---------- ENTRIES SUPPLIED ----------

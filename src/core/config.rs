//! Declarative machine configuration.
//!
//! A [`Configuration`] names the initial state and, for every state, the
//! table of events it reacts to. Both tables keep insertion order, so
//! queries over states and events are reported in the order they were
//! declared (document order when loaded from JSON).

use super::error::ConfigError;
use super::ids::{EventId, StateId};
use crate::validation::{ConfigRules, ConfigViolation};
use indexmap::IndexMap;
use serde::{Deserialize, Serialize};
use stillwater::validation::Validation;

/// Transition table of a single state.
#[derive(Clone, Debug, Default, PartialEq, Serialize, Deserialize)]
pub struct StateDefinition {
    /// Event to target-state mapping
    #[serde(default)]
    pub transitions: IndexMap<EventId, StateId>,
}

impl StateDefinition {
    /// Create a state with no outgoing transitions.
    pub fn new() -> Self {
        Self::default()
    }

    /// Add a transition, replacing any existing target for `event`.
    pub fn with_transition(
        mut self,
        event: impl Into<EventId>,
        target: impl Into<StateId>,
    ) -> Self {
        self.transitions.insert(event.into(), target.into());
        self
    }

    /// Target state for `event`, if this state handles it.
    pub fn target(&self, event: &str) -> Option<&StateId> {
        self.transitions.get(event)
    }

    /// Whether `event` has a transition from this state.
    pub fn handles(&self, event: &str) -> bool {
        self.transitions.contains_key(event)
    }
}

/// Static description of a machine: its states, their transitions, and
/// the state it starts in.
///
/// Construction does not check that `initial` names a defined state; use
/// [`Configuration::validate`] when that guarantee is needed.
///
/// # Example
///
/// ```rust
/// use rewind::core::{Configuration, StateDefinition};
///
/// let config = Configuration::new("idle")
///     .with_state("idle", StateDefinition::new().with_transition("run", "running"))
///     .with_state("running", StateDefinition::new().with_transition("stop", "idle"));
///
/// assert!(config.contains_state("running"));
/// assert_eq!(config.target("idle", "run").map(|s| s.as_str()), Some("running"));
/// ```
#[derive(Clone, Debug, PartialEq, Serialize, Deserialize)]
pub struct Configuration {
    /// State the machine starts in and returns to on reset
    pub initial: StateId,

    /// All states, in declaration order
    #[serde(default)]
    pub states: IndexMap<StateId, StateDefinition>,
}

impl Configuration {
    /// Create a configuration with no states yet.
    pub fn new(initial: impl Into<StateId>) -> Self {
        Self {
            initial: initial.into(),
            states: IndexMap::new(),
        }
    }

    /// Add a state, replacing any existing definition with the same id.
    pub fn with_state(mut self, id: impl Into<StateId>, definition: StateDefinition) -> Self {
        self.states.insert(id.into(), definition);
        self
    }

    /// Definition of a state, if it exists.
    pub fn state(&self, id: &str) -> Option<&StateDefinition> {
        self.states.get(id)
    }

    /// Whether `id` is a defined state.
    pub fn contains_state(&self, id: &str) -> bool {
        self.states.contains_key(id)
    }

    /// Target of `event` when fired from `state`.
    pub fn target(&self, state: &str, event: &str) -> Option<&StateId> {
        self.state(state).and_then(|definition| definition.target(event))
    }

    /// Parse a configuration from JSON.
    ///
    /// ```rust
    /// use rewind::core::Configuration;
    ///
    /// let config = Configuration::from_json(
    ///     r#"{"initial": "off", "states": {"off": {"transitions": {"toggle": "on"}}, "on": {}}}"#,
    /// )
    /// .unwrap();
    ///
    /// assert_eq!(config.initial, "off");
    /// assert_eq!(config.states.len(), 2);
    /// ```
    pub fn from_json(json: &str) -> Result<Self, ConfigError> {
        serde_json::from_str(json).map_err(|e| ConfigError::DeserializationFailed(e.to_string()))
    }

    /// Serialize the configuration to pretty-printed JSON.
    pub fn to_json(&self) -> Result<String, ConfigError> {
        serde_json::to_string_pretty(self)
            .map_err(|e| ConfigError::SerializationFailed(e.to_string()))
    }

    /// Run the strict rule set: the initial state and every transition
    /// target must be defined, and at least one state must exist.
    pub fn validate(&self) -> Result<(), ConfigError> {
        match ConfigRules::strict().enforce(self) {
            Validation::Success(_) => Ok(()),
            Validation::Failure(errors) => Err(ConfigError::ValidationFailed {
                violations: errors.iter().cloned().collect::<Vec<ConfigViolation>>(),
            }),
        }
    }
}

----------

▸ **TASK TO CARRY OUT**
In this exercise, copy only the lines from the opening line of the material through the line where "order they were" appears.

▸ **ANSWER BOX**
filename src/core/config.rs
//! Declarative machine configuration.
//!
//! A [`Configuration`] names the initial state and, for every state, the
//! table of events it reacts to. Both tables keep insertion order, so
//! queries over states and events are reported in the order they were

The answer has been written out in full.